Meningitis is inflammation of the meninges, the thin membranes that surround the brain and spinal cord. There are three meningeal layers: dura mater, pia mater and arachnoid.
The most common causes of meningitis are viral or bacterial. Other less common causes are poisoning, fungus, parasites, or tumours.
Viral meningitis is the most common (80%). The nervous system can be infected by multiple viruses and most of them can cause an acute, usually febrile, condition that causes a meningeal syndrome or a neurological deficit in hours or days. The severity of the infection will depend on the type of virus. The most common viruses are enterovirus, herpes virus, HIV, mumps and Nile virus. The most common symptoms are headache, photophobia, high temperature or feverishness, diarrhoea, tiredness.
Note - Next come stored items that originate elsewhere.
//! Loaders built on demand and shared by every session of a factory.
//!
//! A loader is built the first time a combination of entity, load kind,
//! dialect, lock options and load influencers is requested, then reused.

use std::collections::HashMap;
use std::sync::{Arc, PoisonError, RwLock};

use hydrate_core::{
    Dialect, EntityPersister, Error, LoadQueryInfluencers, LockOptions, MappingErrorKind, Result,
};
use hydrate_query::BatchSize;

use crate::batching::{BatchingEntityLoader, LoaderSpec, SharedBatchingLoader};
use crate::entity_loader::EntityLoader;
use crate::factory::SessionFactory;

#[derive(Debug, Clone, PartialEq, Eq, Hash)]
enum LoaderKind {
    Identifier,
    UniqueKey(String),
    MultiLoad,
}

#[derive(Debug, Clone, PartialEq, Eq, Hash)]
struct LoaderKey {
    entity: String,
    kind: LoaderKind,
    dialect: Dialect,
    lock_options: LockOptions,
    influencers: LoadQueryInfluencers,
}

type LoaderMap<T> = RwLock<HashMap<LoaderKey, T>>;

fn get_or_build<T: Clone>(
    map: &LoaderMap<T>,
    key: LoaderKey,
    build: impl FnOnce() -> Result<T>,
) -> Result<T> {
    if let Some(loader) = map
        .read()
        .unwrap_or_else(PoisonError::into_inner)
        .get(&key)
    {
        return Ok(loader.clone());
    }
    let loader = build()?;
    tracing::debug!(entity = %key.entity, kind = ?key.kind, "built loader");
    // A concurrent builder may have won; keep whichever landed first.
    Ok(map
        .write()
        .unwrap_or_else(PoisonError::into_inner)
        .entry(key)
        .or_insert(loader)
        .clone())
}

/// Registry of loaders keyed by everything that shapes their SQL.
#[derive(Debug, Default)]
pub struct LoaderRegistry {
    batching: LoaderMap<SharedBatchingLoader>,
    single: LoaderMap<Arc<EntityLoader>>,
}

impl LoaderRegistry {
    pub fn new() -> Self {
        Self::default()
    }

    /// Number of loaders built so far.
    pub fn len(&self) -> usize {
        self.batching
            .read()
            .unwrap_or_else(PoisonError::into_inner)
            .len()
            + self
                .single
                .read()
                .unwrap_or_else(PoisonError::into_inner)
                .len()
    }

    pub fn is_empty(&self) -> bool {
        self.len() == 0
    }

    pub fn clear(&self) {
        self.batching
            .write()
            .unwrap_or_else(PoisonError::into_inner)
            .clear();
        self.single
            .write()
            .unwrap_or_else(PoisonError::into_inner)
            .clear();
    }

    /// The identifier loader for `persister`, in the factory's batch fetch
    /// style.
    pub fn batching_loader(
        &self,
        factory: &SessionFactory,
        persister: &EntityPersister,
        dialect: Dialect,
        lock_options: LockOptions,
        influencers: &LoadQueryInfluencers,
    ) -> Result<SharedBatchingLoader> {
        let key = LoaderKey {
            entity: persister.entity_name().to_string(),
            kind: LoaderKind::Identifier,
            dialect,
            lock_options,
            influencers: influencers.clone(),
        };
        get_or_build(&self.batching, key, || {
            let spec = LoaderSpec {
                factory,
                persister,
                dialect,
                lock_options,
                influencers,
            };
            BatchingEntityLoader::build(factory.settings().batch_fetch_style, &spec).map(Arc::new)
        })
    }

    /// A single-row loader restricted by the columns of `property`, a
    /// unique key of `persister`.
    pub fn unique_key_loader(
        &self,
        factory: &SessionFactory,
        persister: &EntityPersister,
        property: &str,
        dialect: Dialect,
        influencers: &LoadQueryInfluencers,
    ) -> Result<Arc<EntityLoader>> {
        let columns = persister
            .property_index(property)
            .and_then(|index| persister.property(index))
            .map(|mapping| mapping.columns.clone())
            .filter(|columns| !columns.is_empty())
            .ok_or_else(|| {
                Error::mapping(
                    MappingErrorKind::UnknownProperty,
                    Some(persister.entity_name()),
                    format!("'{property}' is not a column-backed property"),
                )
            })?;
        let key = LoaderKey {
            entity: persister.entity_name().to_string(),
            kind: LoaderKind::UniqueKey(property.to_string()),
            dialect,
            lock_options: LockOptions::NONE,
            influencers: influencers.clone(),
        };
        get_or_build(&self.single, key, || {
            let template = factory.build_template(
                persister,
                &columns,
                BatchSize::Fixed(1),
                dialect,
                LockOptions::NONE,
                influencers,
            )?;
            Ok(Arc::new(EntityLoader::new(
                template,
                factory.settings().statement_cache_size,
            )))
        })
    }

    /// A loader whose identifier restriction expands to any key count.
    pub fn multi_load_loader(
        &self,
        factory: &SessionFactory,
        persister: &EntityPersister,
        dialect: Dialect,
        lock_options: LockOptions,
        influencers: &LoadQueryInfluencers,
    ) -> Result<Arc<EntityLoader>> {
        let key = LoaderKey {
            entity: persister.entity_name().to_string(),
            kind: LoaderKind::MultiLoad,
            dialect,
            lock_options,
            influencers: influencers.clone(),
        };
        get_or_build(&self.single, key, || {
            let restriction: Vec<String> = persister
                .identifier_columns()
                .into_iter()
                .map(str::to_string)
                .collect();
            let template = factory.build_template(
                persister,
                &restriction,
                BatchSize::Dynamic,
                dialect,
                lock_options,
                influencers,
            )?;
            Ok(Arc::new(EntityLoader::new(
                template,
                factory.settings().statement_cache_size,
            )))
        })
    }
}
Bacterial meningitis is usually an emergency and should be treated immediately in hospital. The most frequent pathway of entry is the haematogenous route by microorganisms that normally live in the nasopharynx and oropharynx. They are generally pyogenic microorganisms, which cause an acute set of symptoms and induce an inflammatory response in the CSF (cerebrospinal fluid). Other less frequent bacterial infections are caused by tuberculosis, syphilis, brucellosis, leptospirosis, and Lyme disease. The most common symptoms are severe headache, photophobia, high fever with chills or convulsions, and stiffness of the nape of the neck, sometimes with opisthotonus (arched neck and head backwards).
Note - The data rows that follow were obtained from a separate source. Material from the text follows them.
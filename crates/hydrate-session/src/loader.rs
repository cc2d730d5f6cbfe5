//! Per-request load resolution.
//!
//! A request walks `session probe -> second-level probe -> SQL load`, stopping
//! at the first layer that answers. References discovered along the way that
//! must be loaded eagerly are queued in the persistence context and drained
//! iteratively once the request completes.

use std::fmt;
use std::sync::Arc;

use hydrate_core::{
    Connection, Cx, EntityRef, Error, Identifier, IntegrityErrorKind, LockOptions,
    MappingErrorKind, Outcome, PropertyValue,
};

use crate::Session;
use crate::assembler::set_property_at;
use crate::cache_lookup::{LookupStatus, load_from_second_level_cache, load_from_session_cache};
use crate::entity_loader::QueryParameters;
use crate::persistence_context::{DeferredRestriction, PendingLoad};

/// One request to load an entity by identifier.
#[derive(Debug, Clone)]
pub struct LoadRequest {
    pub entity_name: String,
    pub identifier: Identifier,
    /// Caller-supplied instance to populate.
    pub instance_to_load: Option<EntityRef>,
    pub lock_options: LockOptions,
    /// Overrides the session's default read-only setting.
    pub read_only: Option<bool>,
}

impl LoadRequest {
    pub fn new(entity_name: impl Into<String>, identifier: impl Into<Identifier>) -> Self {
        Self {
            entity_name: entity_name.into(),
            identifier: identifier.into(),
            instance_to_load: None,
            lock_options: LockOptions::NONE,
            read_only: None,
        }
    }

    #[must_use]
    pub fn instance_to_load(mut self, instance: EntityRef) -> Self {
        self.instance_to_load = Some(instance);
        self
    }

    #[must_use]
    pub fn lock_options(mut self, lock_options: LockOptions) -> Self {
        self.lock_options = lock_options;
        self
    }

    #[must_use]
    pub fn read_only(mut self, read_only: bool) -> Self {
        self.read_only = Some(read_only);
        self
    }
}

/// How a load treats deleted and mistyped session hits.
#[derive(Debug, Clone, Copy, PartialEq, Eq)]
pub struct LoadType {
    name: &'static str,
    allow_nulls: bool,
    check_deleted: bool,
}

impl LoadType {
    pub const GET: LoadType = LoadType::new("get", true, true);
    pub const LOAD: LoadType = LoadType::new("load", false, true);
    pub const IMMEDIATE_LOAD: LoadType = LoadType::new("immediate_load", true, false);
    pub const INTERNAL_LOAD_EAGER: LoadType = LoadType::new("internal_load_eager", false, false);
    pub const INTERNAL_LOAD_NULLABLE: LoadType =
        LoadType::new("internal_load_nullable", true, false);

    const fn new(name: &'static str, allow_nulls: bool, check_deleted: bool) -> Self {
        Self {
            name,
            allow_nulls,
            check_deleted,
        }
    }

    pub const fn name(self) -> &'static str {
        self.name
    }

    /// A session hit of another class yields a marker instead of an error.
    pub const fn allow_nulls(self) -> bool {
        self.allow_nulls
    }

    /// A session hit deleted in this session yields a removed marker.
    pub const fn check_deleted(self) -> bool {
        self.check_deleted
    }
}

impl fmt::Display for LoadType {
    fn fmt(&self, f: &mut fmt::Formatter<'_>) -> fmt::Result {
        f.write_str(self.name)
    }
}

/// Where a load request ended.
#[derive(Debug, Clone)]
pub enum LoadOutcome {
    Loaded(EntityRef),
    NotFound,
    /// Registered, but deleted in this session.
    Removed(EntityRef),
    /// Registered under the key, but not an instance of the requested entity.
    Inconsistent(EntityRef),
}

impl LoadOutcome {
    /// The entity of a successful load.
    pub fn entity(&self) -> Option<&EntityRef> {
        match self {
            LoadOutcome::Loaded(entity) => Some(entity),
            _ => None,
        }
    }

    pub fn into_entity(self) -> Option<EntityRef> {
        match self {
            LoadOutcome::Loaded(entity) => Some(entity),
            _ => None,
        }
    }

    pub fn is_loaded(&self) -> bool {
        matches!(self, LoadOutcome::Loaded(_))
    }
}

/// Resolve one request through the session, the second-level cache and the
/// entity's batching loader.
#[tracing::instrument(level = "debug", skip_all, fields(entity = %request.entity_name, id = %request.identifier, load_type = %load_type))]
pub(crate) async fn resolve<C: Connection>(
    cx: &Cx,
    session: &mut Session<C>,
    request: &LoadRequest,
    load_type: LoadType,
) -> Outcome<LoadOutcome, Error> {
    let factory = Arc::clone(&session.factory);
    let persister = Arc::clone(try_result!(
        factory.metamodel().persister(&request.entity_name)
    ));
    if request.identifier.span() != persister.identifier_span() {
        return Outcome::Err(Error::mapping(
            MappingErrorKind::IdentifierShape,
            Some(persister.entity_name()),
            format!(
                "identifier {} has {} value(s), expected {}",
                request.identifier,
                request.identifier.span(),
                persister.identifier_span()
            ),
        ));
    }
    let key = persister.entity_key(request.identifier.clone());
    tracing::debug!(%key, lock = %request.lock_options.lock_mode, "load requested");

    let entry = try_outcome!(
        load_from_session_cache(cx, session, &persister, &key, request.lock_options, load_type)
            .await
    );
    match (entry.status, entry.entity) {
        (LookupStatus::RemovedEntityMarker, Some(entity)) => {
            return Outcome::Ok(LoadOutcome::Removed(entity));
        }
        (LookupStatus::InconsistentReturnClass, Some(entity)) => {
            return Outcome::Ok(LoadOutcome::Inconsistent(entity));
        }
        (LookupStatus::Managed, Some(entity)) => {
            let found = entity.entity_name();
            if !persister.is_instance(&found) {
                tracing::warn!(%key, %found, "session holds an instance of another class");
                return Outcome::Err(Error::integrity(
                    IntegrityErrorKind::WrongClass,
                    persister.entity_name(),
                    Some(key.identifier().to_string()),
                    format!("object with the given identifier is of class {found}"),
                ));
            }
            return Outcome::Ok(LoadOutcome::Loaded(entity));
        }
        _ => {}
    }

    if let Some(entity) = try_result!(load_from_second_level_cache(
        session, &persister, &key, request
    )) {
        return Outcome::Ok(LoadOutcome::Loaded(entity));
    }

    let dialect = session.connection.dialect();
    let loader = try_result!(factory.loaders().batching_loader(
        &factory,
        &persister,
        dialect,
        request.lock_options,
        &session.influencers,
    ));
    match try_outcome!(loader.load(cx, session, &persister, request).await) {
        Some(entity) => Outcome::Ok(LoadOutcome::Loaded(entity)),
        None => {
            tracing::debug!(%key, "no row found");
            Outcome::Ok(LoadOutcome::NotFound)
        }
    }
}

/// Load the single `entity_name` row whose `property` columns equal `value`.
#[tracing::instrument(level = "debug", skip_all, fields(entity = entity_name, property = property))]
pub(crate) async fn resolve_unique_key<C: Connection>(
    cx: &Cx,
    session: &mut Session<C>,
    entity_name: &str,
    property: &str,
    value: Identifier,
) -> Outcome<Option<EntityRef>, Error> {
    let factory = Arc::clone(&session.factory);
    let persister = Arc::clone(try_result!(factory.metamodel().persister(entity_name)));
    let dialect = session.connection.dialect();
    let loader = try_result!(factory.loaders().unique_key_loader(
        &factory,
        &persister,
        property,
        dialect,
        &session.influencers,
    ));
    tracing::debug!(%value, "unique key load");
    loader
        .load(cx, session, &persister, QueryParameters::new(vec![value]))
        .await
}

/// Run every load queued during assembly, including loads queued by those
/// loads, until the queue is empty. The queue is cleared on failure.
pub(crate) async fn drain_pending<C: Connection>(
    cx: &Cx,
    session: &mut Session<C>,
) -> Outcome<(), Error> {
    let outcome = drain(cx, session).await;
    if !matches!(outcome, Outcome::Ok(())) {
        session.context.clear_pending();
    }
    outcome
}

async fn drain<C: Connection>(cx: &Cx, session: &mut Session<C>) -> Outcome<(), Error> {
    while let Some(pending) = session.context.pop_pending() {
        match pending {
            PendingLoad::Entity {
                entity_name,
                identifier,
            } => {
                let factory = Arc::clone(&session.factory);
                let persister = try_result!(factory.metamodel().persister(&entity_name));
                let key = persister.entity_key(identifier.clone());
                if session
                    .context
                    .get_entity(&key)
                    .is_some_and(EntityRef::is_initialized)
                {
                    continue;
                }
                let request = LoadRequest::new(entity_name, identifier);
                let outcome = try_outcome!(
                    resolve(cx, session, &request, LoadType::INTERNAL_LOAD_NULLABLE).await
                );
                if !outcome.is_loaded() {
                    tracing::debug!(%key, "eager reference has no row");
                }
            }
            PendingLoad::Property {
                owner,
                path,
                entity_name,
                restriction,
            } => {
                let target = match restriction {
                    DeferredRestriction::Identifier(id) => {
                        let request = LoadRequest::new(entity_name, id);
                        try_outcome!(
                            resolve(cx, session, &request, LoadType::INTERNAL_LOAD_NULLABLE).await
                        )
                        .into_entity()
                    }
                    DeferredRestriction::UniqueKey { property, value } => try_outcome!(
                        resolve_unique_key(cx, session, &entity_name, &property, value).await
                    ),
                };
                set_property_at(&mut owner.write(), &path, PropertyValue::ToOne(target));
            }
        }
    }
    Outcome::Ok(())
}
The diagnostic test par excellence is lumbar puncture for CSF study. Other tests to be performed are a blood culture, a chest x-ray (Rx) and a cranial CT scan.
The most significant complications include brain damage, subdural effusion, hearing loss or deafness, hydrocephalus, seizures and death.
Viral acute meningitis, except the kind caused by the herpes virus, has no specific treatment.
Untreated bacterial meningitis is fatal in almost all cases. With early and appropriate treatment, the mortality rate is lower than 10%. It is a medical emergency and a cure depends exclusively on antibiotic treatment.
Meningitis prevention in the community is linked to vaccination. Systematic vaccination of infants with the pneumococcal vaccine will decrease the incidence of pneumococcal meningitis. In adults and the elderly this is achieved with the polyvalent vaccine.